Ai Yori Aoshi, a manga series by Kou Fumizuki, was adapted into two anime television series by J.C.Staff directed by Masami Shimoda. Broadcast on Fuji TV, the first season premiered on April 10, 2002, and aired weekly until its conclusion on September 25, 2002, spanning twenty-four episodes. Most of the music for the series was composed by Toshio Masuda. A second, twelve-episode anime television series titled Ai Yori Aoshi: Enishi (藍より青し ～縁～) was broadcast on Fuji TV premiering in October 2003 and running weekly until its conclusion on December 28, 2003. In addition to the two seasons, two bonus episodes were also made, the first of which appeared in season one, titled "Speaking of Dreams", and shows the character's past and current dreams for the future. The second bonus episode (from season two) is a sixteen-minute prelude to the series. It takes place some months before the first episode of Ai Yori Aoshi.

Three pieces of theme music are used in the first season: one opening theme and two ending themes. The opening theme, titled "Towa no Hana" (永遠の花), is performed by Yoko Ishida. The ending theme is "Na mo Shirenu Hana" (名も知れぬ花) performed by The Indigo. The 18th episode's ending theme is "I'll Be Home" performed by Satsuki Yukino.

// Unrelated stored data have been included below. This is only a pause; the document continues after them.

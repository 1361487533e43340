//! The page tree views produce and the renderers consume.

use std::borrow::Cow;

/// Renderable content: the value every view returns.
///
/// The same tree serves both sides of the wire. The server walks it
/// into an HTML string; the hydrator walks it into DOM nodes over the
/// markup that string produced.
#[derive(Debug)]
pub enum Page {
	/// An HTML element with attributes and children.
	Element(PageElement),
	/// A text node, escaped on output.
	Text(Cow<'static, str>),
	/// Multiple siblings without a wrapper element.
	Fragment(Vec<Page>),
	/// Renders nothing.
	Empty,
}

/// An HTML element node in the page tree.
pub struct PageElement {
	tag: Cow<'static, str>,
	attrs: Vec<(Cow<'static, str>, Cow<'static, str>)>,
	children: Vec<Page>,
	// Void elements take no children and no closing tag.
	is_void: bool,
}

impl std::fmt::Debug for PageElement {
	fn fmt(&self, f: &mut std::fmt::Formatter<'_>) -> std::fmt::Result {
		f.debug_struct("PageElement")
			.field("tag", &self.tag)
			.field("attrs", &self.attrs)
			.field("children", &self.children)
			.field("is_void", &self.is_void)
			.finish()
	}
}

const VOID_ELEMENTS: &[&str] = &[
	"area", "base", "br", "col", "embed", "hr", "img", "input", "link", "meta", "source", "track",
	"wbr",
];

impl PageElement {
	/// Creates an element with the given tag.
	pub fn new(tag: impl Into<Cow<'static, str>>) -> Self {
		let tag = tag.into();
		let is_void = VOID_ELEMENTS.contains(&tag.as_ref());
		Self {
			tag,
			attrs: Vec::new(),
			children: Vec::new(),
			is_void,
		}
	}

	/// Appends an attribute. Values are escaped on output, not here.
	pub fn attr(
		mut self,
		name: impl Into<Cow<'static, str>>,
		value: impl Into<Cow<'static, str>>,
	) -> Self {
		self.attrs.push((name.into(), value.into()));
		self
	}

	/// Appends one child.
	pub fn child(mut self, child: impl IntoPage) -> Self {
		self.children.push(child.into_page());
		self
	}

	/// Appends each item as a child.
	pub fn children(mut self, children: impl IntoIterator<Item = impl IntoPage>) -> Self {
		self.children
			.extend(children.into_iter().map(|c| c.into_page()));
		self
	}

	/// The element's tag.
	pub fn tag_name(&self) -> &str {
		&self.tag
	}

	/// The element's attributes, in insertion order.
	pub fn attrs(&self) -> &[(Cow<'static, str>, Cow<'static, str>)] {
		&self.attrs
	}

	/// The element's children.
	pub fn child_pages(&self) -> &[Page] {
		&self.children
	}

	/// Whether this is a void element.
	pub fn is_void(&self) -> bool {
		self.is_void
	}
}

impl Page {
	/// Starts an element builder.
	pub fn element(tag: impl Into<Cow<'static, str>>) -> PageElement {
		PageElement::new(tag)
	}

	/// A text node.
	pub fn text(content: impl Into<Cow<'static, str>>) -> Self {
		Self::Text(content.into())
	}

	/// A fragment of siblings.
	pub fn fragment(children: impl IntoIterator<Item = impl IntoPage>) -> Self {
		Self::Fragment(children.into_iter().map(|c| c.into_page()).collect())
	}

	/// The empty page.
	pub fn empty() -> Self {
		Self::Empty
	}

	/// Serializes the tree to HTML. Text and attribute values are
	/// escaped here; markup can only come from element structure.
	pub fn render_to_string(&self) -> String {
		let mut output = String::new();
		self.write_html(&mut output);
		output
	}

	fn write_html(&self, output: &mut String) {
		match self {
			Page::Element(el) => {
				output.push('<');
				output.push_str(el.tag_name());

				for (name, value) in el.attrs() {
					output.push(' ');
					output.push_str(name);
					output.push_str("=\"");
					output.push_str(&html_escape(value));
					output.push('"');
				}

				if el.is_void() {
					output.push_str(" />");
				} else {
					output.push('>');
					for child in el.child_pages() {
						child.write_html(output);
					}
					output.push_str("</");
					output.push_str(el.tag_name());
					output.push('>');
				}
			}
			Page::Text(text) => {
				output.push_str(&html_escape(text));
			}
			Page::Fragment(children) => {
				for child in children {
					child.write_html(output);
				}
			}
			Page::Empty => {}
		}
	}
}

/// Conversion into page content, so builders accept strings, options
/// and collections directly.
pub trait IntoPage {
	fn into_page(self) -> Page;
}

impl IntoPage for Page {
	fn into_page(self) -> Page {
		self
	}
}

impl IntoPage for PageElement {
	fn into_page(self) -> Page {
		Page::Element(self)
	}
}

impl IntoPage for String {
	fn into_page(self) -> Page {
		Page::Text(Cow::Owned(self))
	}
}

impl IntoPage for &'static str {
	fn into_page(self) -> Page {
		Page::Text(Cow::Borrowed(self))
	}
}

impl<T: IntoPage> IntoPage for Option<T> {
	fn into_page(self) -> Page {
		match self {
			Some(v) => v.into_page(),
			None => Page::Empty,
		}
	}
}

impl<T: IntoPage> IntoPage for Vec<T> {
	fn into_page(self) -> Page {
		Page::Fragment(self.into_iter().map(|v| v.into_page()).collect())
	}
}

impl IntoPage for () {
	fn into_page(self) -> Page {
		Page::Empty
	}
}

/// Escapes HTML special characters. Borrows when nothing needs
/// escaping, which is the common case for rendered text.
pub(crate) fn html_escape(s: &str) -> Cow<'_, str> {
	if !s.contains(['&', '<', '>', '"', '\'']) {
		return Cow::Borrowed(s);
	}
	let mut escaped = String::with_capacity(s.len() + 8);
	for c in s.chars() {
		match c {
			'&' => escaped.push_str("&amp;"),
			'<' => escaped.push_str("&lt;"),
			'>' => escaped.push_str("&gt;"),
			'"' => escaped.push_str("&quot;"),
			'\'' => escaped.push_str("&#x27;"),
			_ => escaped.push(c),
		}
	}
	Cow::Owned(escaped)
}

The second season used three pieces of theme music: one opening theme and two ending themes. The opening theme, "Takaramono" (たからもの) is once again performed by Yoko Ishida. The ending themes, "I Do!" and "Presence", are both performed by The Indigo.

In Japan, the first season was released across eight Region 2 DVD compilation volumes by Geneon Entertainment, with six compilations consisting of the second season's DVD release. Geneon licensed both seasons of the anime adaptation for English-language dubbed released in North America. The first season was released across five Region 1 DVD compilation volumes between February 23, 2003, and October 14, 2003. A DVD box set compiling all five volumes was later released by Geneon.

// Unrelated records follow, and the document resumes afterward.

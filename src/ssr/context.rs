//! Per-request render context.
//!
//! Rendering produces a string, not a structured result, so out-of-band
//! signals (redirects, not-found, style fragments, head metadata)
//! travel through this mutable bag instead. One context per render
//! pass; nothing else touches it concurrently.

use crate::component::Head;

/// How a recorded redirect should be materialized.
#[derive(Debug, Clone, Copy, PartialEq, Eq)]
pub enum RedirectAction {
	/// Replace the current location.
	Replace,
}

/// A redirect recorded by a view during rendering.
///
/// The renderer has already begun producing string output and cannot
/// change status codes mid-stream, so views record the intent here and
/// the request handler issues the actual HTTP redirect.
#[derive(Debug, Clone, PartialEq, Eq)]
pub struct Redirect {
	/// The action to take.
	pub action: RedirectAction,
	/// Target URL.
	pub url: String,
	/// Whether the redirect is permanent (301 vs 302).
	pub permanent: bool,
}

/// Out-of-band side channel for one server render pass.
#[derive(Debug, Default)]
pub struct RenderContext {
	redirect: Option<Redirect>,
	not_found: bool,
	styles: Vec<String>,
	head: Head,
}

impl RenderContext {
	/// Creates a fresh context for one request.
	pub fn new() -> Self {
		Self::default()
	}

	/// Records a permanent redirect to the given URL.
	pub fn redirect_replace(&mut self, url: impl Into<String>) {
		self.redirect = Some(Redirect {
			action: RedirectAction::Replace,
			url: url.into(),
			permanent: true,
		});
	}

	/// Returns the recorded redirect, if any.
	pub fn redirect(&self) -> Option<&Redirect> {
		self.redirect.as_ref()
	}

	/// Flags the current path as not matching any real page.
	pub fn set_not_found(&mut self) {
		self.not_found = true;
	}

	/// Whether the not-found flag was raised.
	pub fn is_not_found(&self) -> bool {
		self.not_found
	}

	/// Appends a style fragment contributed by a view. Order of
	/// contribution is preserved in the document.
	pub fn push_style(&mut self, css: impl Into<String>) {
		self.styles.push(css.into());
	}

	/// The collected style fragments, in contribution order.
	pub fn styles(&self) -> &[String] {
		&self.styles
	}

	/// Folds another context's contributions into this one.
	///
	/// Call order defines precedence: a title or redirect in `other`
	/// replaces one already present, style fragments and meta tags
	/// append, the not-found flag is sticky.
	pub(crate) fn merge(&mut self, other: RenderContext) {
		if other.redirect.is_some() {
			self.redirect = other.redirect;
		}
		self.not_found |= other.not_found;
		self.styles.extend(other.styles);
		self.head.merge(other.head);
	}

	/// Mutable access to the head contributions.
	pub fn head_mut(&mut self) -> &mut Head {
		&mut self.head
	}

	/// The collected head contributions.
	pub fn head(&self) -> &Head {
		&self.head
	}
}

#[cfg(test)]
mod tests {
	use super::*;

	#[test]
	fn test_context_starts_clean() {
		let ctx = RenderContext::new();
		assert!(ctx.redirect().is_none());
		assert!(!ctx.is_not_found());
		assert!(ctx.styles().is_empty());
		assert!(ctx.head().title().is_none());
	}

	#[test]
	fn test_redirect_replace_is_permanent() {
		let mut ctx = RenderContext::new();
		ctx.redirect_replace("/");
		let redirect = ctx.redirect().unwrap();
		assert_eq!(redirect.action, RedirectAction::Replace);
		assert_eq!(redirect.url, "/");
		assert!(redirect.permanent);
	}

	#[test]
	fn test_styles_preserve_contribution_order() {
		let mut ctx = RenderContext::new();
		ctx.push_style(".layout {}");
		ctx.push_style(".home {}");
		assert_eq!(ctx.styles(), [".layout {}", ".home {}"]);
	}
}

The second season of the anime series was released across three Region 1 DVD compilation volumes between July 6, 2004, and November 9, 2004. A DVD box set compiling all three volumes and DVDs released for the first season was released by Geneon on April 17, 2007.

==Episode list==

===Ai Yori Yoshi (2002)===

| No. | Title | Original release date |
| 1 | "Fate" Transliteration: "Enishi" (Japanese: 縁) | April 10, 2002 |
| 2 | "Supper" Transliteration: "Yūge" (Japanese: 夕餉) | April 17, 2002 |
| 3 | "Separation" Transliteration: "Wakare" (Japanese: 別離) | April 24, 2002 |
| 4 | "Living Together" Transliteration: "Dōsei" (Japanese: 同棲) | May 1, 2002 |
| 5 | "Old Friend" Transliteration: "Hōyū" (Japanese: 朋友) | May 8, 2002 |
| 6 | "Family Tradition" Transliteration: "Kadō" (Japanese: 家道) | May 22, 2002 |
| 7 | "Spiritual Illusion" Transliteration: "Gen'yō" (Japanese: 幻妖) | May 29, 2002 |
| 8 | "Cherished Treasure" Transliteration: "Aigan" (Japanese: 愛玩) | June 5, 2002 |
| 9 | "One Night" Transliteration: "Hitoyo" (Japanese: 一夜) | June 12, 2002 |
| 10 | "Place of Learning" Transliteration: "Manabiya" (Japanese: 学舎) | June 19, 2002 |
| 11 | "Debutante" Transliteration: "Shijo" (Japanese: 子女) | June 26, 2002 |
| 12 | "Kiss" Transliteration: "Seppun" (Japanese: 接吻) | July 3, 2002 |
| 13 | "Star Festival" Transliteration: "Hoshimatsuri" (Japanese: 星祭) | July 10, 2002 |
| 14 | "Servant" Transliteration: "Makanai" (Japanese: 賄) | July 31, 2002 |
| 15 | "Feelings of the Heart" Transliteration: "Kyōkai" (Japanese: 胸懐) | August 7, 2002 |
| 16 | "Shores" Transliteration: "Nagisa" (Japanese: 渚) | August 14, 2002 |
| 17 | "Waves" Transliteration: "Sazanami" (Japanese: 漣) | August 21, 2002 |
| 18 | "Bedsharing" Transliteration: "Dōkin" (Japanese: 同衾) | August 28, 2002 |
| 19 | "Lap Pillow" Transliteration: "Hizamakura" (Japanese: 膝枕) | September 4, 2002 |
| 20 | "Cure" Transliteration: "Iyashi" (Japanese: 癒) | September 11, 2002 |
| 21 | "Influenza" Transliteration: "Fūki" (Japanese: 風気) | September 18, 2002 |
| 22 | "Going Home" Transliteration: "Kisei" (Japanese: 帰省) | September 25, 2002 |
| 23 | "Determination" Transliteration: "Ketsui" (Japanese: 決意) | October 2, 2002 |
| 24 | "Aoi" Transliteration: "Aoi" (Japanese: 葵) | October 9, 2002 |
| B | "Speaking of Dreams" | October 16, 2002 |
"Speaking of Dreams" is a five-minute bonus episode that shows what the characters' past and current dreams for the future are.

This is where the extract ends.